RA agencies act on behalf of the Swisscom registration authority. In addition to the duties of careful execution of the registry's activities, data protection is also a priority. The data protection principles from Art. 28 GDPR apply, reflected in the precise form of the technical-organizational measures (TOM) in the RA agency contract. They are based on two sections of Art. 28 GDPR, which reflect the use of the app on the mobile device:
- The measure must "ensure the ability to ensure the confidentiality, integrity, availability, and resilience of the systems and services in connection with the processing on a long-term basis" and
- Include a procedure for regular review, evaluation, and evaluation of the effectiveness of technical and organizational measures to ensure processing security.

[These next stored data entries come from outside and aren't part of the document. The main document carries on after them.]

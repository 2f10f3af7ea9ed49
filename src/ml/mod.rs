// ============================================================
// Layer 5 — ML / Model Layer (Burn)
// ============================================================
// This layer contains ALL Burn framework specific code.
// The domain layer stays free of tensors; the application
// layer only calls into runner.rs.
//
// What's in this layer, leaf-first:
//
//   masking.rs    — Length masks and per-length reversal on
//                   id tensors
//
//   embedding.rs  — Token id → dense vector table with range
//                   checking
//
//   lstm.rs       — LSTM cell, stacked recurrence with
//                   optional residual connections, masked
//                   unrolling in either time direction
//
//   encoder.rs    — Reverse → embed → (bi)directional stacks;
//                   emits per-step outputs or a summary state
//
//   attention.rs  — Luong / Bahdanau scoring with padding
//                   masks, plus the wrapper that mixes cell
//                   output and context
//
//   decoder.rs    — Teacher-forced decoding loop with an
//                   attention-augmented LSTM cell
//
//   seq2seq.rs    — Binds encoder and decoder, checks that
//                   their attention flags agree
//
//   runner.rs     — Picks a backend, seeds it, builds the
//                   model and summarises one forward pass
//
// Reference: Burn Book §3 (Building Blocks)
//            Sutskever et al. (2014) Sequence to Sequence Learning
//            Luong et al. (2015), Bahdanau et al. (2015)

/// Length masks and reversal helpers
pub mod masking;

/// Token embedding table
pub mod embedding;

/// LSTM cell and stacked recurrence
pub mod lstm;

/// Variable-length (bi)directional encoder
pub mod encoder;

/// Attention mechanisms and the attention wrapper
pub mod attention;

/// Attention decoder with teacher forcing
pub mod decoder;

/// Encoder + decoder pair
pub mod seq2seq;

/// Backend selection and forward-pass summary
pub mod runner;
// ============================================================
// Layer 3 — Error Taxonomy
// ============================================================
// Every failure the model core can report. Two families:
//
//   Configuration errors — raised while building modules
//     AttentionMismatch, UnsupportedAttention, UnsupportedRnn,
//     InvalidConfig, MissingMemory
//
//   Shape / range errors — raised by the operation that
//     received the bad batch
//     TokenOutOfRange, LengthOutOfRange, EmptySequence,
//     EmptyBatch, BatchMismatch, ShapeMismatch
//
// Nothing here is retried. The computation is deterministic,
// so a failure is always a caller contract violation.
//
// Reference: Rust Book §9 (Recoverable Errors with Result)
//            thiserror crate documentation

use thiserror::Error;

/// Crate-wide result alias for the model core.
pub type Result<T> = std::result::Result<T, Seq2SeqError>;

#[derive(Error, Debug, Clone, PartialEq)]
pub enum Seq2SeqError {
    #[error("attention option needs to sync: encoder add_attention={encoder}, decoder add_attention={decoder}")]
    AttentionMismatch { encoder: bool, decoder: bool },

    #[error("unsupported attention type '{0}' (expected 'luong' or 'bahdanau')")]
    UnsupportedAttention(String),

    #[error("unsupported rnn type '{0}' (expected 'lstm')")]
    UnsupportedRnn(String),

    #[error("invalid configuration: {0}")]
    InvalidConfig(String),

    #[error("decoder attention needs the per-step encoder outputs, got a summary state")]
    MissingMemory,

    #[error("token id {id} is out of range for a vocabulary of {vocab_size}")]
    TokenOutOfRange { id: i64, vocab_size: usize },

    #[error("sequence {index} has length {length} but the batch only has {max_time} time steps")]
    LengthOutOfRange { index: usize, length: usize, max_time: usize },

    #[error("sequence {index} has length 0; every sequence needs at least one step")]
    EmptySequence { index: usize },

    #[error("batch has no sequences")]
    EmptyBatch,

    #[error("batch size mismatch: expected {expected}, got {actual}")]
    BatchMismatch { expected: usize, actual: usize },

    #[error("shape mismatch for {what}: expected {expected:?}, got {actual:?}")]
    ShapeMismatch {
        what:     &'static str,
        expected: Vec<usize>,
        actual:   Vec<usize>,
    },
}

impl Seq2SeqError {
    /// True for errors raised while building modules rather than
    /// while running a forward pass.
    pub fn is_configuration(&self) -> bool {
        matches!(
            self,
            Self::AttentionMismatch { .. }
                | Self::UnsupportedAttention(_)
                | Self::UnsupportedRnn(_)
                | Self::InvalidConfig(_)
                | Self::MissingMemory
        )
    }
}
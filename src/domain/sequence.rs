// ============================================================
// Layer 3 — Token Sequences and Valid Lengths
// ============================================================
// A batch of token id rows padded to one width, plus the
// number of real tokens in each row. Everything past a row's
// valid length is padding and must never leak into outputs.
//
// Example (max_time = 5, pad = 0):
//   ids     = [[7, 3, 9, 0, 0],
//              [4, 4, 1, 2, 8]]
//   lengths = [3, 5]
//
// Also home to the pure index arithmetic for reversing each
// row up to its own length:
//   [7, 3, 9, 0, 0] → [9, 3, 7, 0, 0]
//
// Reference: Rust Book §8 (Vectors)

use serde::{Deserialize, Serialize};

use crate::domain::error::{Result, Seq2SeqError};

/// Check that there is one length per row and `0 < length <= max_time`.
pub fn validate_lengths(lengths: &[usize], batch_size: usize, max_time: usize) -> Result<()> {
    if batch_size == 0 {
        return Err(Seq2SeqError::EmptyBatch);
    }
    if lengths.len() != batch_size {
        return Err(Seq2SeqError::BatchMismatch {
            expected: batch_size,
            actual:   lengths.len(),
        });
    }
    for (index, &length) in lengths.iter().enumerate() {
        if length == 0 {
            return Err(Seq2SeqError::EmptySequence { index });
        }
        if length > max_time {
            return Err(Seq2SeqError::LengthOutOfRange { index, length, max_time });
        }
    }
    Ok(())
}

/// Time index each position reads from after reversing its row
/// up to the row's valid length. Flattened row-major, `lengths.len() * max_time`.
///
/// Padding positions map to themselves.
pub fn reversal_indices(lengths: &[usize], max_time: usize) -> Vec<usize> {
    lengths
        .iter()
        .flat_map(|&length| {
            (0..max_time).map(move |t| if t < length { length - 1 - t } else { t })
        })
        .collect()
}

// ─── SequenceBatch ────────────────────────────────────────────────────────────
/// Rectangular batch of token ids with per-row valid lengths.
#[derive(Debug, Clone, PartialEq, Serialize, Deserialize)]
pub struct SequenceBatch {
    ids:     Vec<Vec<u32>>,
    lengths: Vec<usize>,
}

impl SequenceBatch {
    /// Build from already padded rows and their valid lengths.
    pub fn new(ids: Vec<Vec<u32>>, lengths: Vec<usize>) -> Result<Self> {
        let max_time = ids.first().map(Vec::len).unwrap_or(0);

        if let Some(row) = ids.iter().find(|row| row.len() != max_time) {
            return Err(Seq2SeqError::ShapeMismatch {
                what:     "token id row",
                expected: vec![max_time],
                actual:   vec![row.len()],
            });
        }
        validate_lengths(&lengths, ids.len(), max_time)?;

        Ok(Self { ids, lengths })
    }

    /// Build from unpadded rows; every row is padded with `pad_id`
    /// to the longest one and its length recorded.
    pub fn from_sequences(sequences: Vec<Vec<u32>>, pad_id: u32) -> Result<Self> {
        let max_time = sequences.iter().map(Vec::len).max().unwrap_or(0);
        let lengths  = sequences.iter().map(Vec::len).collect();
        let ids = sequences
            .into_iter()
            .map(|mut row| {
                row.resize(max_time, pad_id);
                row
            })
            .collect();
        Self::new(ids, lengths)
    }

    pub fn ids(&self) -> &[Vec<u32>] {
        &self.ids
    }

    pub fn lengths(&self) -> &[usize] {
        &self.lengths
    }

    pub fn batch_size(&self) -> usize {
        self.ids.len()
    }

    /// Padded width of the batch.
    pub fn max_time(&self) -> usize {
        self.ids.first().map(Vec::len).unwrap_or(0)
    }

    /// Row-major ids as i32, the layout Burn's Int tensors are built from.
    /// Every id, padding included, must lie in `[0, vocab_size)`.
    pub fn checked_ids(&self, vocab_size: usize) -> Result<Vec<i32>> {
        self.ids
            .iter()
            .flatten()
            .map(|&id| match i32::try_from(id) {
                Ok(narrow) if (id as usize) < vocab_size => Ok(narrow),
                _ => Err(Seq2SeqError::TokenOutOfRange { id: i64::from(id), vocab_size }),
            })
            .collect()
    }
}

- The controller and the processor shall take steps to ensure that natural persons under their authority who have access to personal data process them only on instructions from the controller unless they are required to do so by Union or national law.
This means that in addition to using carefully selected and trained employees, the app's protection on the mobile device and access protection must be guaranteed. Are the devices adequately protected against viruses? Will it be prohibited to download programs from other app stores that do not offer sufficient protection? Do employees keep their PINs and passwords secret? Are devices not rooted?
The most important task of the RA agent is the strict examination of the identification documents submitted to them and, in particular, the rigorous verification of the field information read out by optical character recognition (OCR) from the ID card/passport as well as the correct recording of the mobile number.